Here is one list of top books: the finalists for the “Business Book of the Year.” The Financial Times and Goldman Sachs oversee this particular award. Read about it here. This is from the Financial Times article:
Books that investigate and explain the financial crisis dominate the shortlist for the 2010 Financial Times and Goldman Sachs Business Book of the Year Award.
The finalists are:
The Art of Choosing by Sheena Iyengar
The Facebook Effect by David Kirkpatrick
The Big Short by Michael Lewis
More Money than God by Sebastian Mallaby
Fault Lines by Raghuram Rajan
Too Big to Fail by Andrew Ross Sorkin
All but the first two tackle, directly or indirectly, some aspect of the crisis that hit the financial world in 2007-08 and whose impact is still being absorbed by global businesses and economies.
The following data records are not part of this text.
//!
//! Configuration for building and serving an application.
//!
//! A `Config` comes from TOML, either a string (`Config::from_toml`, or
//! `str::parse`), a file (`Config::from_path`), or the file for the current
//! environment, `config/{RUST_ENV}.toml` (`Config::from_rust_env`). It can
//! also be built in code with the `with_*` methods.
//!
//! TOML sources may reference environment variables as `{{ VAR_NAME }}`;
//! they are substituted before parsing, so secrets never have to live in
//! the files themselves.
//!
//! | Section | Type | Used by |
//! |---------|------|---------|
//! | `env` | `Option<String>` | the application's `env` setting |
//! | `[http]` | `HttpConfig` | `Application::listen` |
//! | `[routing]` | `RouterOptions` | the application's root router |
//! | `[settings]` | TOML table | `Application::set`, one call per key |
//! | `[logging]` | `LoggingConfig` | `Config::setup_tracing` |
//!
mod http;
mod logging;
mod routing;

pub use http::*;
pub use logging::*;
pub use routing::*;

use {
    crate::{Error, Result, utils::replace_handlebars_with_env},
    serde::Deserialize,
    std::{env, fs, path::Path, str::FromStr, time::Duration},
};

#[derive(Debug, Clone, Default, Deserialize)]
pub struct Config {
    /// Application environment (`development`, `production`, `test`, ...).
    /// Falls back to the `RUST_ENV` the file was selected with.
    #[serde(default)]
    pub env: Option<String>,
    #[serde(default)]
    pub http: HttpConfig,
    #[serde(default)]
    pub routing: RouterOptions,
    /// Application settings keyed by setting name (`"trust proxy"`, `"etag"`, ...).
    #[serde(default)]
    pub settings: toml::Table,
    #[serde(default)]
    pub logging: LoggingConfig,
}

impl Config {
    ///
    /// Loads `config/{RUST_ENV}.toml`, or returns the built-in defaults when
    /// `RUST_ENV` is unset or the file cannot be loaded.
    ///
    pub fn load() -> Self {
        Self::from_rust_env().unwrap_or_default()
    }

    /// Loads `config/{RUST_ENV}.toml`. Fails when `RUST_ENV` is not set.
    pub fn from_rust_env() -> Result<Config> {
        let rust_env = env::var("RUST_ENV")?;
        let mut config = Self::from_toml_file(&rust_env)?;
        config.env.get_or_insert(rust_env);
        Ok(config)
    }

    ///
    /// Loads `config/{env}.toml` relative to the working directory,
    /// e.g. `config/production.toml`.
    ///
    pub fn from_toml_file(env: impl AsRef<str>) -> Result<Config> {
        Self::from_path(format!("config/{}.toml", env.as_ref()))
    }

    /// Loads a TOML file, substituting `{{ VAR }}` placeholders.
    pub fn from_path(path: impl AsRef<Path>) -> Result<Config> {
        let path = path.as_ref();
        let text = fs::read_to_string(path)
            .map_err(|e| Error::io(format!("cannot read {}: {e}", path.display())))?;
        tracing::debug!(path = %path.display(), "configuration loaded");
        text.parse()
    }

    pub fn from_toml(toml_str: &str) -> Result<Config> {
        toml_str.parse()
    }

    pub fn with_env(mut self, env: impl Into<String>) -> Self {
        self.env = Some(env.into());
        self
    }

    pub fn with_bind_addr<S: AsRef<str>>(mut self, addr: S) -> Self {
        self.http.bind_addr = addr.as_ref().into();
        self
    }

    pub fn with_bind_port(mut self, port: u16) -> Self {
        self.http.bind_port = port;
        self
    }

    /// How long in-flight requests may run once shutdown starts.
    pub fn with_shutdown_timeout(mut self, timeout: Duration) -> Self {
        self.http.shutdown_timeout = timeout;
        self
    }

    pub fn with_router_options(mut self, options: RouterOptions) -> Self {
        self.routing = options;
        self
    }

    /// Adds an application setting, applied by `Application::from_config`.
    pub fn with_setting(mut self, key: impl Into<String>, value: impl Into<toml::Value>) -> Self {
        self.settings.insert(key.into(), value.into());
        self
    }

    pub fn with_log_format(mut self, format: LogFormat) -> Self {
        self.logging.format = format;
        self
    }

    pub fn with_log_filter(mut self, filter: impl Into<String>) -> Self {
        self.logging.filter = filter.into();
        self
    }

    /// Checks every section. Setting values are only checked for shape here;
    /// `Application::from_config` rejects values a key does not accept.
    pub fn validate(&self) -> Result<()> {
        self.http.validate()?;
        self.logging.validate()?;
        match self.settings.iter().find(|(_, value)| value.is_datetime()) {
            Some((key, _)) => Err(Error::config(format!(
                "setting '{key}' cannot be a TOML datetime"
            ))),
            None => Ok(()),
        }
    }

    ///
    /// Installs the global tracing subscriber described by `[logging]`.
    ///
    /// Call this before building the application so registration is logged.
    /// Later calls, or calls after another subscriber was installed, do nothing.
    ///
    pub fn setup_tracing(&self) {
        if !self.logging.install() {
            tracing::debug!("tracing subscriber already installed");
        }
    }
}

impl FromStr for Config {
    type Err = Error;

    fn from_str(s: &str) -> Result<Self> {
        Ok(toml::from_str(&replace_handlebars_with_env(s))?)
    }
}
The Business Book of the Year will be announced on October 27 in New York.
Here are prior winners:
2009 - Liaquat Ahamed for The Lords of Finance
2008 – Mohamed El-Erian for When Markets Collide
2007 - William D. Cohan for The Last Tycoons
2006 - James Kynge for China Shakes the World
2005 - Thomas Friedman for The World is Flat
Read more about each of this year’s finalists here.
Note: I have presented synopsis of two of the book listed: The World is Flat and The Big Short. It looks like I have more reading to do!
Thanks to First Friday Book Synopsis participant Leslie Garner for alerting me to this.